Si ricorda che per gli anni 2023 e 2024 la rivalutazione annuale delle pensioni in adeguamento all’inflazione è stata riconosciuta appieno solamente agli assegni fino a 4 volte il minimo INPS per poi scendere gradualmente fino a quelli oltre 10 volte il minimo.

Tutto questo nonostante il forte parere contrario espresso dalle organizzazioni sindacali.

I pensionati non hanno gradito questa penalizzazione, protrattasi fra l’altro nel tempo, la quale ha ridotto di fatto il potere d’acquisto del trattamento pensionistico conseguito dopo anni di lavoro e contribuzione.

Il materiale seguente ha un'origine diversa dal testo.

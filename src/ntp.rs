//! Minimal SNTP codec and a blocking client.
//!
//! Only the server transmit timestamp is used: this is drift correction
//! for a clock with one-second hands, not precision timekeeping. Half the
//! round-trip time is credited to the reply so the sample lines up with
//! the moment the server stamped it.
//!
//! # Packet layout (48 bytes)
//!
//! | Bytes | Field |
//! |-------|-------|
//! | 0 | LI (2 bits), version (3 bits), mode (3 bits) |
//! | 1 | Stratum |
//! | 40..44 | Transmit timestamp, seconds since 1900 |
//! | 44..48 | Transmit timestamp, binary fraction |
//!
//! # Example
//!
//! ```rust
//! use rs_pulseclock::ntp::{build_request, parse_response, NTP_PACKET_LEN};
//!
//! let request = build_request();
//! assert_eq!(request[0], 0x1B);
//!
//! let mut reply = [0u8; NTP_PACKET_LEN];
//! reply[0] = 0x24; // version 4, server mode
//! reply[1] = 2;
//! reply[40..44].copy_from_slice(&(2_208_988_800u32 + 60).to_be_bytes());
//! reply[44..48].copy_from_slice(&0x8000_0000u32.to_be_bytes());
//!
//! let sample = parse_response(&reply, 1234).unwrap();
//! assert_eq!(sample.epoch_secs, 60);
//! assert_eq!(sample.millis, 500);
//! assert_eq!(sample.local_ms, 1234);
//! ```

use crate::error::NtpError;
use crate::traits::NtpSample;

/// Length of an NTP packet without extensions.
pub const NTP_PACKET_LEN: usize = 48;

/// Seconds between the NTP epoch (1900) and the Unix epoch (1970).
pub const NTP_UNIX_OFFSET: u64 = 2_208_988_800;

/// UDP port NTP servers listen on.
pub const NTP_PORT: u16 = 123;

/// LI=0, VN=3, Mode=3 (client).
const CLIENT_HEADER: u8 = 0x1B;

const MODE_SERVER: u8 = 4;
const MODE_BROADCAST: u8 = 5;
const MAX_STRATUM: u8 = 15;

/// Build a client request.
pub fn build_request() -> [u8; NTP_PACKET_LEN] {
    let mut packet = [0u8; NTP_PACKET_LEN];
    packet[0] = CLIENT_HEADER;
    packet
}

/// Converts an NTP binary fraction to milliseconds.
pub const fn fraction_to_millis(frac: u32) -> u16 {
    (frac / 4_294_967) as u16
}

/// Decode a server reply received at `local_ms`.
pub fn parse_response(packet: &[u8], local_ms: u64) -> Result<NtpSample, NtpError> {
    if packet.len() < NTP_PACKET_LEN {
        return Err(NtpError::ShortResponse);
    }

    let mode = packet[0] & 0x07;
    if mode != MODE_SERVER && mode != MODE_BROADCAST {
        return Err(NtpError::BadMode);
    }

    let stratum = packet[1];
    if stratum == 0 || stratum > MAX_STRATUM {
        return Err(NtpError::BadStratum(stratum));
    }

    let secs = u32::from_be_bytes([packet[40], packet[41], packet[42], packet[43]]) as u64;
    let frac = u32::from_be_bytes([packet[44], packet[45], packet[46], packet[47]]);

    // Era 0 ends in 2036; a small raw value means era 1
    let secs = if secs < NTP_UNIX_OFFSET {
        secs + (1u64 << 32)
    } else {
        secs
    };

    Ok(NtpSample::new(
        secs - NTP_UNIX_OFFSET,
        fraction_to_millis(frac).min(999),
        local_ms,
    ))
}

#[cfg(feature = "std")]
pub use client::StdNtpClient;

#[cfg(feature = "std")]
mod client {
    use std::net::{ToSocketAddrs, UdpSocket};
    use std::time::Duration;

    use log::{debug, warn};

    use super::{build_request, parse_response, NTP_PACKET_LEN, NTP_PORT};
    use crate::error::NtpError;
    use crate::traits::{Clock, NetworkTimeSource, NtpSample};

    /// Blocking NTP client over `std::net::UdpSocket`.
    ///
    /// `C` must be the same monotonic clock the caller later passes to
    /// [`NtpSample::epoch_secs_at`].
    pub struct StdNtpClient<C: Clock> {
        clock: C,
        timeout: Duration,
    }

    impl<C: Clock> StdNtpClient<C> {
        /// Create a client with a per-request timeout.
        pub fn new(clock: C, timeout_ms: u32) -> Self {
            Self {
                clock,
                timeout: Duration::from_millis(timeout_ms.max(1) as u64),
            }
        }

        /// The monotonic clock samples are stamped with.
        pub fn clock(&self) -> &C {
            &self.clock
        }
    }

    impl<C: Clock> NetworkTimeSource for StdNtpClient<C> {
        fn query(&mut self, server: &str) -> Result<NtpSample, NtpError> {
            let addr = (server, NTP_PORT)
                .to_socket_addrs()
                .map_err(|e| {
                    warn!("resolving {} failed: {}", server, e);
                    NtpError::Resolve
                })?
                .find(|a| a.is_ipv4())
                .ok_or(NtpError::Resolve)?;

            let socket = UdpSocket::bind("0.0.0.0:0").map_err(|_| NtpError::Socket)?;
            socket
                .set_read_timeout(Some(self.timeout))
                .map_err(|_| NtpError::Socket)?;

            let sent_ms = self.clock.now_ms();
            socket
                .send_to(&build_request(), addr)
                .map_err(|_| NtpError::Socket)?;

            let mut reply = [0u8; NTP_PACKET_LEN];
            let (len, from) = socket.recv_from(&mut reply).map_err(|e| match e.kind() {
                std::io::ErrorKind::WouldBlock | std::io::ErrorKind::TimedOut => NtpError::Timeout,
                _ => NtpError::Socket,
            })?;
            let received_ms = self.clock.now_ms();

            if from.ip() != addr.ip() {
                return Err(NtpError::Socket);
            }

            let rtt_ms = received_ms.saturating_sub(sent_ms);
            let sample = parse_response(&reply[..len], received_ms - rtt_ms / 2)?;
            debug!(
                "{} ({}) epoch={} ms={} rtt={}ms",
                server, addr, sample.epoch_secs, sample.millis, rtt_ms
            );
            Ok(sample)
        }
    }
}

#[cfg(test)]
mod tests {
    use super::*;

    fn reply(header: u8, stratum: u8, secs: u32, frac: u32) -> [u8; NTP_PACKET_LEN] {
        let mut packet = [0u8; NTP_PACKET_LEN];
        packet[0] = header;
        packet[1] = stratum;
        packet[40..44].copy_from_slice(&secs.to_be_bytes());
        packet[44..48].copy_from_slice(&frac.to_be_bytes());
        packet
    }

    #[test]
    fn request_header() {
        let request = build_request();
        assert_eq!(request.len(), 48);
        assert_eq!(request[0] >> 6, 0); // LI
        assert_eq!((request[0] >> 3) & 0x07, 3); // version
        assert_eq!(request[0] & 0x07, 3); // client
        assert!(request[1..].iter().all(|&b| b == 0));
    }

    #[test]
    fn parses_transmit_timestamp() {
        // 2021-01-01T00:00:00Z
        let ntp_secs = (1_609_459_200 + NTP_UNIX_OFFSET) as u32;
        let sample = parse_response(&reply(0x24, 1, ntp_secs, 0), 42).unwrap();
        assert_eq!(sample, NtpSample::new(1_609_459_200, 0, 42));
    }

    #[test]
    fn fraction_conversion() {
        assert_eq!(fraction_to_millis(0), 0);
        assert_eq!(fraction_to_millis(0x4000_0000), 250);
        assert_eq!(fraction_to_millis(u32::MAX), 1000);

        let sample = parse_response(&reply(0x24, 2, NTP_UNIX_OFFSET as u32, u32::MAX), 0).unwrap();
        assert_eq!(sample.millis, 999);
    }

    #[test]
    fn broadcast_mode_accepted() {
        assert!(parse_response(&reply(0x25, 3, NTP_UNIX_OFFSET as u32, 0), 0).is_ok());
    }

    #[test]
    fn rejects_short_packets() {
        let packet = reply(0x24, 1, NTP_UNIX_OFFSET as u32, 0);
        assert_eq!(parse_response(&packet[..47], 0), Err(NtpError::ShortResponse));
        assert_eq!(parse_response(&[], 0), Err(NtpError::ShortResponse));
    }

    #[test]
    fn rejects_client_mode_echo() {
        let packet = reply(0x1B, 1, NTP_UNIX_OFFSET as u32, 0);
        assert_eq!(parse_response(&packet, 0), Err(NtpError::BadMode));
    }

    #[test]
    fn rejects_kiss_of_death_and_unsynchronised() {
        let secs = NTP_UNIX_OFFSET as u32;
        assert_eq!(parse_response(&reply(0x24, 0, secs, 0), 0), Err(NtpError::BadStratum(0)));
        assert_eq!(parse_response(&reply(0x24, 16, secs, 0), 0), Err(NtpError::BadStratum(16)));
    }

    #[test]
    fn era_rollover() {
        // Raw seconds wrap to small values after 2036-02-07
        let sample = parse_response(&reply(0x24, 1, 10, 0), 0).unwrap();
        assert_eq!(sample.epoch_secs, (1u64 << 32) + 10 - NTP_UNIX_OFFSET);
    }
}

La Corte dei conti toscana nell’ordinanza rileva testualmente come : «La penalizzazione dei titolari di trattamenti pensionistici più elevati lede non solo l'aspettativa economica ma anche la stessa dignità del lavoratore in quiescenza» in «tale prospettiva la pensione più alta alla media non risulta considerata dal legislatore come il meritato riconoscimento per il maggiore impegno e capacità dimostrati durante la vita economicamente attiva, ma alla stregua di un mero privilegio, sacrificabile anche in un'asserita ottica dell'equità intergenerazionale».

In buona sostanza secondo il giudice contabile il taglio deciso sarebbe lesivo degli articoli 36 e 38 della Costituzione, dove appunto si affermano il principio della retribuzione proporzionata e  la funzione propriamente previdenziale dei trattamenti pensionistici.

Se il giudizio dovesse dare ragione ai pensionati il Governo potrebbe trovarsi nella situazione di dover restituire una somma ingentissima.